AVS 63rd International Symposium & Exhibition
    Electronic Materials and Photonics Wednesday Sessions
       Session EM+NS-WeM

Paper EM+NS-WeM10
Designer Nanomaterials by Magnetron Sputtering and Ion Soft Landing

Wednesday, November 9, 2016, 11:00 am, Room 102A

Session: Nanoparticles for Electronics and Photonics
Presenter: Grant Johnson, Pacific Northwest National Laboratory
Authors: G. Johnson, Pacific Northwest National Laboratory
V. Prabhakaran, Pacific Northwest National Laboratory
T. Moser, Michigan Technological University
M.H. Engelhard, Pacific Northwest National Laboratory
N. Browning, Pacific Northwest National Laboratory
J. Laskin, Pacific Northwest National Laboratory
Correspondent: Click to Email
Clusters and nanoparticles comprised of controlled amounts of different atoms are of interest for applications in optics, magnetics, catalysis, sensors, and biotheraputics. Alloy nanoparticles, in particular, may possess enhanced properties compared to single-metal species due to the additional interplay between their different elemental components. By reducing the quantity of precious metals in alloys by substitution with cheaper base metals, it is possible to achieve equivalent or superior performance to noble metal nanoparticles at reduced material cost. In addition, alloying of elements that are immiscible in the bulk is possible at the nanoscale because the enthalpy of mixing decreases and becomes negative at small particle sizes. As a result, a broad array of alloy species may be generated in the form of clusters and nanoparticles.
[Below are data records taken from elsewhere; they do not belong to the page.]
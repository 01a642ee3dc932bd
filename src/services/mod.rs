//! Services module - the sync engine.
//!
//! Everything here is framework-agnostic: no terminal I/O, only filesystem
//! and git work with explicit inputs and typed outcomes.
//!
//! # Components
//!
//! - [`scan`]: discovers versions, accounts, realms and characters in an installation
//! - [`filter`]: depth-aware exclusion rules for the settings tree ([`DirContext`], [`TreeFilter`])
//! - [`copy`]: the differential copy engine ([`sync_tree`], [`fresh_copy`], [`differential_copy`])
//! - [`auth`]: lazy credential resolution for the git remote ([`CredentialResolver`])
//! - [`git`]: repository lifecycle, pull, push and conflict resolution ([`GitAdapter`])
//! - [`sync`]: the [`SyncOrchestrator`] that sequences all of the above
//!
//! # Data flow
//!
//! ```text
//! pull:  remote --git--> repo/<version>/{WTF,AddOns} --copy(Preserve)--> <wow>/<version>/...
//! push:  <wow>/<version>/... --copy(Prune)--> repo/<version>/{WTF,AddOns} --git--> remote
//! ```

pub mod auth;
pub mod copy;
pub mod filter;
pub mod git;
pub mod scan;
pub mod sync;

pub use auth::{CredentialResolver, TokenPrompt};
pub use copy::{CopyStats, ExcludedPolicy, differential_copy, fresh_copy, sync_tree};
pub use filter::{DirContext, EntryInfo, TreeFilter};
pub use git::{ConflictResolution, GitAdapter, PullOutcome, PushOutcome, RepositoryHandle};
pub use scan::{scan_installation, sync_paths};
pub use sync::{PullReport, PushReport, SyncContext, SyncOrchestrator};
Magnetron sputtering of multiple targets in the same region of gas aggregation is demonstrated to produce ionic alloy clusters and nanoparticles with defined composition and morphology that are not obtainable through solution synthesis. Introduction of reactive gases into the sputtering and aggregation region is shown to result in the formation of complex morphologies. A suite of characterization techniques including atomic force microscopy, scanning and transmission electron microscopy, and x-ray photoelectron spectroscopy is utilized to determine how the size, shape, and elemental composition of soft landed particles may be tuned through variations in source parameters. The electrochemical activity of the soft landed nanomaterials toward the oxygen reduction reaction, a critical process occurring in proton exchange membrane fuel cells, is evaluated ex-situ using cyclic voltammetry in solution and in-situ using an ionic liquid membrane in vacuum.